Using data from the 2014 National Youth Tobacco Survey, researchers found that youth were exposed to e-cigarette marketing messages through many channels: retail settings, internet, print, television and movies. Of the 22,007 middle and high school students who were surveyed, 20 percent had tried e-cigarettes before and 9 percent were current users.
Students who had tried e-cigarettes before were 16 percent more likely to have encountered an e-cigarette marketing message in print, retail settings, internet, television or movies compared to non-users. Further, current users of e-cigarettes were 22 percent more likely to have encountered one marketing message compared to non-users.
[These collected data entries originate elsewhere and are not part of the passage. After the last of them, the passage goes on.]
use cf_core::{retry_with_backoff, BackoffPolicy, CfError, CfResult, ErrorKind};
use genai::chat::{ChatMessage, ChatRequest, ContentPart, MessageContent};
use genai::Client;
use std::sync::Arc;
use std::time::Duration;
use tokio::sync::Semaphore;

const DEFAULT_SEMAPHORE_PERMITS: usize = 8;
const MAX_SCHEMA_REPAIR_TURNS: u32 = 2;

/// The degradation ladder resolved once at construction (spec §4.5), replacing
/// the teacher's per-call `std::env::var` probes in `provider::*::check()`.
#[derive(Debug, Clone, Copy, PartialEq, Eq)]
pub enum GatewayMode {
    /// Credentials present, requests go out for real.
    Full,
    /// No credentials found for the configured provider; calls fail fast
    /// with a typed error instead of attempting a network round-trip.
    NoCredentials,
    /// Forced off, e.g. by tests, regardless of credential state.
    Disabled,
}

#[derive(Debug, Clone)]
pub struct GatewayConfig {
    pub provider: String,
    pub model: String,
    pub timeout: Duration,
    pub max_retries: u32,
    pub max_concurrency: usize,
    pub mode: Option<GatewayMode>,
}

impl GatewayConfig {
    pub fn new(provider: impl Into<String>, model: impl Into<String>) -> Self {
        Self {
            provider: provider.into(),
            model: model.into(),
            timeout: Duration::from_secs(60),
            max_retries: BackoffPolicy::GATEWAY.max_attempts,
            max_concurrency: DEFAULT_SEMAPHORE_PERMITS,
            mode: None,
        }
    }

    /// Force a mode regardless of environment credentials (tests use this to
    /// select [`GatewayMode::Disabled`] without touching process env vars).
    pub fn with_mode(mut self, mode: GatewayMode) -> Self {
        self.mode = Some(mode);
        self
    }

    fn resolve_mode(&self) -> GatewayMode {
        if let Some(mode) = self.mode {
            return mode;
        }
        let has_credentials = match self.provider.as_str() {
            "claude" | "anthropic" => std::env::var("ANTHROPIC_API_KEY").is_ok(),
            "openai" => std::env::var("OPENAI_API_KEY").is_ok(),
            "ollama" => true, // reachability is checked, not a static credential
            _ => false,
        };
        if has_credentials {
            GatewayMode::Full
        } else {
            GatewayMode::NoCredentials
        }
    }
}

/// Classify a `genai` chat error as retryable or not (spec §4.5/§7: "4xx are
/// non-retried"). `genai`'s own error enum isn't guaranteed stable across
/// providers, so this walks the `source()` chain looking for the underlying
/// `reqwest::Error` and inspects its HTTP status instead of matching on
/// `genai`'s variants directly.
fn classify_chat_error(e: &(dyn std::error::Error + 'static)) -> ErrorKind {
    let mut cause: Option<&(dyn std::error::Error + 'static)> = Some(e);
    while let Some(err) = cause {
        if let Some(reqwest_err) = err.downcast_ref::<reqwest::Error>() {
            if reqwest_err.status().is_some_and(|s| s.is_client_error()) {
                return ErrorKind::GatewayPermanent;
            }
            return ErrorKind::GatewayTransient;
        }
        cause = err.source();
    }
    ErrorKind::GatewayTransient
}

/// Wraps [`genai::Client`] behind one degradation-aware surface for every
/// consumer (pipeline enrichment, JSON repair, PDF image description).
pub struct LlmGateway {
    config: GatewayConfig,
    mode: GatewayMode,
    client: Client,
    semaphore: Arc<Semaphore>,
}

impl LlmGateway {
    pub fn new(config: GatewayConfig) -> Self {
        let mode = config.resolve_mode();
        let semaphore = Arc::new(Semaphore::new(config.max_concurrency));
        Self {
            client: Client::default(),
            config,
            mode,
            semaphore,
        }
    }

    pub fn mode(&self) -> GatewayMode {
        self.mode
    }

    fn ensure_usable(&self) -> CfResult<()> {
        match self.mode {
            GatewayMode::Full => Ok(()),
            GatewayMode::NoCredentials => Err(CfError::new(
                ErrorKind::GatewayPermanent,
                format!("no credentials configured for provider '{}'", self.config.provider),
            )),
            GatewayMode::Disabled => Err(CfError::new(
                ErrorKind::GatewayPermanent,
                "gateway explicitly disabled",
            )),
        }
    }

    async fn exec_with_retry(&self, request: ChatRequest) -> CfResult<String> {
        self.ensure_usable()?;
        let _permit = self
            .semaphore
            .acquire()
            .await
            .map_err(|_| CfError::new(ErrorKind::GatewayPermanent, "gateway semaphore closed"))?;

        let model = self.config.model.clone();
        let client = &self.client;
        let policy = BackoffPolicy {
            max_attempts: self.config.max_retries,
            ..BackoffPolicy::GATEWAY
        };
        retry_with_backoff(policy, move |_attempt| {
            let request = request.clone();
            let model = model.clone();
            async move {
                client
                    .exec_chat(&model, request, None)
                    .await
                    .map(|resp| resp.first_text().unwrap_or_default().trim().to_string())
                    .map_err(|e| {
                        let kind = classify_chat_error(&e);
                        CfError::with_source(kind, "chat request failed", e)
                    })
            }
        })
        .await
    }

    /// Plain text completion.
    pub async fn generate_text(&self, prompt: &str) -> CfResult<String> {
        let request = ChatRequest::from_messages(vec![ChatMessage::user(prompt)]);
        self.exec_with_retry(request).await
    }

    /// Describe an embedded image (spec §4.8), grounded on the teacher's
    /// `VisionProvider::ask` image-plus-prompt message shape.
    pub async fn describe_image(&self, prompt: &str, image_bytes: &[u8], mime: &str) -> CfResult<String> {
        use base64::Engine;
        let b64 = base64::engine::general_purpose::STANDARD.encode(image_bytes);
        let image_part = ContentPart::from_binary_base64(mime, b64, None::<String>);
        let message = ChatMessage::user(MessageContent::from_text(prompt).append(image_part));
        let request = ChatRequest::from_messages(vec![message]);
        self.exec_with_retry(request).await
    }

    /// Ask the model for a value matching a schema description, with up to
    /// two repair turns if the first response fails to parse as JSON.
    pub async fn generate_structured(&self, instruction: &str, context: &str) -> CfResult<serde_json::Value> {
        let mut prompt = format!(
            "{instruction}\n\nRespond with ONLY the JSON value, no commentary, no code fences.\n\n{context}"
        );
        let mut last_err = None;
        for turn in 0..=MAX_SCHEMA_REPAIR_TURNS {
            let text = self.exec_with_retry(ChatRequest::from_messages(vec![ChatMessage::user(prompt.clone())])).await?;
            match serde_json::from_str::<serde_json::Value>(text.trim()) {
                Ok(value) => return Ok(value),
                Err(e) => {
                    tracing::warn!(turn, error = %e, "structured response failed to parse, retrying");
                    last_err = Some(e);
                    prompt = format!(
                        "The following text must become valid JSON matching the original request. \
                         Fix only the syntax, keep all data:\n\n{text}"
                    );
                }
            }
        }
        Err(CfError::with_source(
            ErrorKind::SchemaViolation,
            "model response never parsed as JSON",
            last_err.unwrap(),
        ))
    }

    pub fn provider_name(&self) -> &str {
        &self.config.provider
    }

    pub fn model_name(&self) -> &str {
        &self.config.model
    }
}

/// Pick a sensible default model id for a provider, mirroring the teacher's
/// `default_model` lookup table.
pub fn default_model(provider: &str) -> &'static str {
    match provider {
        "ollama" => "qwen2.5vl",
        "openai" => "gpt-4o",
        "claude" | "anthropic" => "claude-opus-4-6",
        _ => "claude-opus-4-6",
    }
}

#[cfg(test)]
mod tests {
    use super::*;

    #[tokio::test]
    async fn disabled_gateway_fails_fast_without_network() {
        let gateway = LlmGateway::new(GatewayConfig::new("claude", "claude-opus-4-6").with_mode(GatewayMode::Disabled));
        let err = gateway.generate_text("hello").await.unwrap_err();
        assert_eq!(err.kind(), ErrorKind::GatewayPermanent);
    }

    #[tokio::test]
    async fn no_credentials_mode_is_distinguishable_from_disabled() {
        let gateway = LlmGateway::new(GatewayConfig::new("claude", "m").with_mode(GatewayMode::NoCredentials));
        assert_eq!(gateway.mode(), GatewayMode::NoCredentials);
    }

    #[test]
    fn error_with_no_reqwest_cause_defaults_to_transient() {
        let io_err = std::io::Error::new(std::io::ErrorKind::Other, "boom");
        assert_eq!(classify_chat_error(&io_err), ErrorKind::GatewayTransient);
    }

    #[test]
    fn default_models_match_known_providers() {
        assert_eq!(default_model("ollama"), "qwen2.5vl");
        assert_eq!(default_model("openai"), "gpt-4o");
    }
}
With each additional exposure to another channel of e-cigarette marketing, students’ odds of using e-cigarettes grew exponentially.
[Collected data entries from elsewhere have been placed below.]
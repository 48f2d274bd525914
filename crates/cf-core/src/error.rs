use std::time::Duration;

/// The stable machine-readable error taxonomy from the system spec.
///
/// This is what gets written into `result/error.json` and compared against
/// retry policy tables. Never expose a Rust type/variant name where this tag
/// belongs — callers across crates match on `ErrorKind`, not on `CfError`.
#[derive(Debug, Clone, Copy, PartialEq, Eq, serde::Serialize, serde::Deserialize)]
#[serde(rename_all = "kebab-case")]
pub enum ErrorKind {
    StorageTransient,
    StoragePermanent,
    GatewayTransient,
    GatewayPermanent,
    SchemaViolation,
    MalformedBeyondRepair,
    PdfUnreadable,
    MissingRequiredField,
    TransformFailed,
    Cancelled,
    DeadlineExceeded,
    SubmissionRejected,
}

impl ErrorKind {
    /// Whether the enclosing stage should retry an error of this kind.
    pub fn retryable(self) -> bool {
        matches!(
            self,
            ErrorKind::StorageTransient
                | ErrorKind::GatewayTransient
                | ErrorKind::SchemaViolation
                | ErrorKind::DeadlineExceeded
        )
    }

    pub fn as_str(self) -> &'static str {
        match self {
            ErrorKind::StorageTransient => "storage-transient",
            ErrorKind::StoragePermanent => "storage-permanent",
            ErrorKind::GatewayTransient => "gateway-transient",
            ErrorKind::GatewayPermanent => "gateway-permanent",
            ErrorKind::SchemaViolation => "schema-violation",
            ErrorKind::MalformedBeyondRepair => "malformed-beyond-repair",
            ErrorKind::PdfUnreadable => "pdf-unreadable",
            ErrorKind::MissingRequiredField => "missing-required-field",
            ErrorKind::TransformFailed => "transform-failed",
            ErrorKind::Cancelled => "cancelled",
            ErrorKind::DeadlineExceeded => "deadline-exceeded",
            ErrorKind::SubmissionRejected => "submission-rejected",
        }
    }
}

impl std::fmt::Display for ErrorKind {
    fn fmt(&self, f: &mut std::fmt::Formatter<'_>) -> std::fmt::Result {
        f.write_str(self.as_str())
    }
}

/// The single error type shared across every corpusforge crate.
#[derive(Debug, thiserror::Error)]
#[error("{kind}: {message}")]
pub struct CfError {
    kind: ErrorKind,
    message: String,
    #[source]
    source: Option<Box<dyn std::error::Error + Send + Sync>>,
}

impl CfError {
    pub fn new(kind: ErrorKind, message: impl Into<String>) -> Self {
        Self {
            kind,
            message: message.into(),
            source: None,
        }
    }

    pub fn with_source(
        kind: ErrorKind,
        message: impl Into<String>,
        source: impl std::error::Error + Send + Sync + 'static,
    ) -> Self {
        Self {
            kind,
            message: message.into(),
            source: Some(Box::new(source)),
        }
    }

    pub fn kind(&self) -> ErrorKind {
        self.kind
    }

    pub fn retryable(&self) -> bool {
        self.kind.retryable()
    }
}

impl From<std::io::Error> for CfError {
    fn from(e: std::io::Error) -> Self {
        let kind = match e.kind() {
            std::io::ErrorKind::NotFound | std::io::ErrorKind::PermissionDenied => {
                ErrorKind::StoragePermanent
            }
            _ => ErrorKind::StorageTransient,
        };
        CfError::with_source(kind, "I/O error", e)
    }
}

impl From<serde_json::Error> for CfError {
    fn from(e: serde_json::Error) -> Self {
        CfError::with_source(ErrorKind::MalformedBeyondRepair, "JSON error", e)
    }
}

pub type CfResult<T> = Result<T, CfError>;

/// A terminal error summary, serialized as `result/error.json` (spec §6).
#[derive(Debug, Clone, serde::Serialize, serde::Deserialize)]
pub struct ErrorSummary {
    pub kind: ErrorKind,
    pub message: String,
    pub stage: String,
    pub retryable: bool,
}

impl ErrorSummary {
    pub fn from_error(err: &CfError, stage: impl Into<String>) -> Self {
        Self {
            kind: err.kind(),
            message: err.to_string(),
            stage: stage.into(),
            retryable: err.retryable(),
        }
    }
}

/// Parameters for a jittered exponential backoff schedule.
#[derive(Debug, Clone, Copy)]
pub struct BackoffPolicy {
    pub base: Duration,
    pub factor: f64,
    pub cap: Duration,
    pub max_attempts: u32,
}

impl BackoffPolicy {
    /// Blob store retry policy from spec §4.1: base 250ms, factor 2, cap 8s, 5 attempts.
    pub const STORAGE: BackoffPolicy = BackoffPolicy {
        base: Duration::from_millis(250),
        factor: 2.0,
        cap: Duration::from_secs(8),
        max_attempts: 5,
    };

    /// LLM gateway retry policy from spec §4.5: base 500ms, factor 2, cap 10s, 3 attempts.
    pub const GATEWAY: BackoffPolicy = BackoffPolicy {
        base: Duration::from_millis(500),
        factor: 2.0,
        cap: Duration::from_secs(10),
        max_attempts: 3,
    };

    /// Delay before the given (0-indexed) retry attempt, with +/-20% jitter.
    pub fn delay_for_attempt(&self, attempt: u32) -> Duration {
        let unjittered = self.base.mul_f64(self.factor.powi(attempt as i32));
        let capped = unjittered.min(self.cap);
        let jitter_frac = 0.8 + rand::random::<f64>() * 0.4; // [0.8, 1.2)
        capped.mul_f64(jitter_frac)
    }
}

#[cfg(test)]
mod tests {
    use super::*;

    #[test]
    fn error_kind_tags_match_spec_strings() {
        assert_eq!(ErrorKind::StorageTransient.as_str(), "storage-transient");
        assert_eq!(ErrorKind::SubmissionRejected.as_str(), "submission-rejected");
        assert_eq!(ErrorKind::PdfUnreadable.as_str(), "pdf-unreadable");
    }

    #[test]
    fn only_transient_kinds_are_retryable() {
        assert!(ErrorKind::StorageTransient.retryable());
        assert!(ErrorKind::GatewayTransient.retryable());
        assert!(ErrorKind::DeadlineExceeded.retryable());
        assert!(!ErrorKind::StoragePermanent.retryable());
        assert!(!ErrorKind::Cancelled.retryable());
        assert!(!ErrorKind::SubmissionRejected.retryable());
    }

    #[test]
    fn backoff_delay_is_capped_and_jittered() {
        let policy = BackoffPolicy::STORAGE;
        for attempt in 0..10 {
            let d = policy.delay_for_attempt(attempt);
            assert!(d <= policy.cap.mul_f64(1.2) + Duration::from_millis(1));
        }
    }

    #[test]
    fn io_not_found_maps_to_permanent() {
        let io_err = std::io::Error::new(std::io::ErrorKind::NotFound, "nope");
        let cf: CfError = io_err.into();
        assert_eq!(cf.kind(), ErrorKind::StoragePermanent);
    }

    #[tokio::test]
    async fn retry_with_backoff_stops_after_max_attempts() {
        let mut calls = 0u32;
        let result: CfResult<()> = retry_with_backoff(BackoffPolicy::GATEWAY, |_attempt| {
            calls += 1;
            async move { Err(CfError::new(ErrorKind::GatewayTransient, "down")) }
        })
        .await;
        assert!(result.is_err());
        assert_eq!(calls, BackoffPolicy::GATEWAY.max_attempts);
    }

    #[tokio::test]
    async fn retry_with_backoff_returns_first_success() {
        let mut calls = 0u32;
        let result: CfResult<u32> = retry_with_backoff(BackoffPolicy::STORAGE, |attempt| {
            calls += 1;
            async move {
                if attempt < 2 {
                    Err(CfError::new(ErrorKind::StorageTransient, "busy"))
                } else {
                    Ok(42)
                }
            }
        })
        .await;
        assert_eq!(result.unwrap(), 42);
        assert_eq!(calls, 3);
    }

    #[tokio::test]
    async fn retry_with_backoff_does_not_retry_permanent_errors() {
        let mut calls = 0u32;
        let result: CfResult<()> = retry_with_backoff(BackoffPolicy::STORAGE, |_attempt| {
            calls += 1;
            async move { Err(CfError::new(ErrorKind::StoragePermanent, "gone")) }
        })
        .await;
        assert!(result.is_err());
        assert_eq!(calls, 1);
    }
}

/// Run `op` with the given backoff policy, retrying while the error is retryable.
///
/// `op` is re-invoked from scratch on each attempt; callers are responsible for
/// making retried work idempotent (the blob store and LLM gateway callers do).
pub async fn retry_with_backoff<T, F, Fut>(policy: BackoffPolicy, mut op: F) -> CfResult<T>
where
    F: FnMut(u32) -> Fut,
    Fut: std::future::Future<Output = CfResult<T>>,
{
    let mut attempt = 0;
    loop {
        match op(attempt).await {
            Ok(v) => return Ok(v),
            Err(e) if e.retryable() && attempt + 1 < policy.max_attempts => {
                let delay = policy.delay_for_attempt(attempt);
                tracing::warn!(
                    attempt = attempt,
                    kind = %e.kind(),
                    delay_ms = delay.as_millis() as u64,
                    "retrying after transient error"
                );
                tokio::time::sleep(delay).await;
                attempt += 1;
            }
            Err(e) => return Err(e),
        }
    }
}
Half of the students reported seeing e-cigarette marketing messages in retail settings, making it the most common place they appeared, followed by messages on the internet at 40 percent.
“You go to a convenience store and the entire wall behind the cashier is tobacco advertising. We’re seeing e-cigarettes are following that trend. The internet and social media are also a concern because e-cigarette companies have a big presence online,” said Dale Mantey, M.P.A., lead author and predoctoral fellow at the Michael & Susan Dell Center for Healthy Living at UTHealth School of Public Health in Austin.
According to the paper, spending for e-cigarette marketing tripled from 2011 to 2012 from $6.4 million to $18.3 million and expenditures through the second quarter of 2013 outpaced all of 2012. Mantey said this reveals a trend that is not likely to change.
“E-cigarette companies are following what cigarette companies did. There are no restrictions on the messaging they can use, and health warnings do not appear on e-cigarettes like they do on cigarette packages. Flavored e-cigarettes are widely available and appeal to youth,” said Maria Cooper, Ph.D., co-author and postdoctoral fellow at the Center for Healthy Living.
The authors are members of the Tobacco Center of Regulatory Science on Youth & Young Adults (Texas TCORS), a center created to develop research that can guide future decisions on tobacco regulations at the national level. The researchers are examining how marketing messages from e-cigarette companies affect youth in Texas over several years. They also have plans to study the role that e-cigarette marketing plays on college campuses.
“While the current study is unable to definitively say e-cigarette marketing causes e-cigarette use, since data on exposure to advertising and e-cigarette use were collected at the same time, the longitudinal studies underway at the Texas TCORS will be equipped to answer such questions,” said Mantey.
The study was supported by grant number 1 P50 CA180906-01 from the National Cancer Institute at the National Institutes of Health and the FDA’s Center for Tobacco Products. Co-authors from UTHealth included Cheryl Perry, Ph.D., regional dean of the School of Public Health’s Austin campus, and doctoral student Stephanie Clendennen, M.P.H. Keryn E. Pasch, Ph.D., M.P.H., associate professor from The University of Texas at Austin, was also a co-author.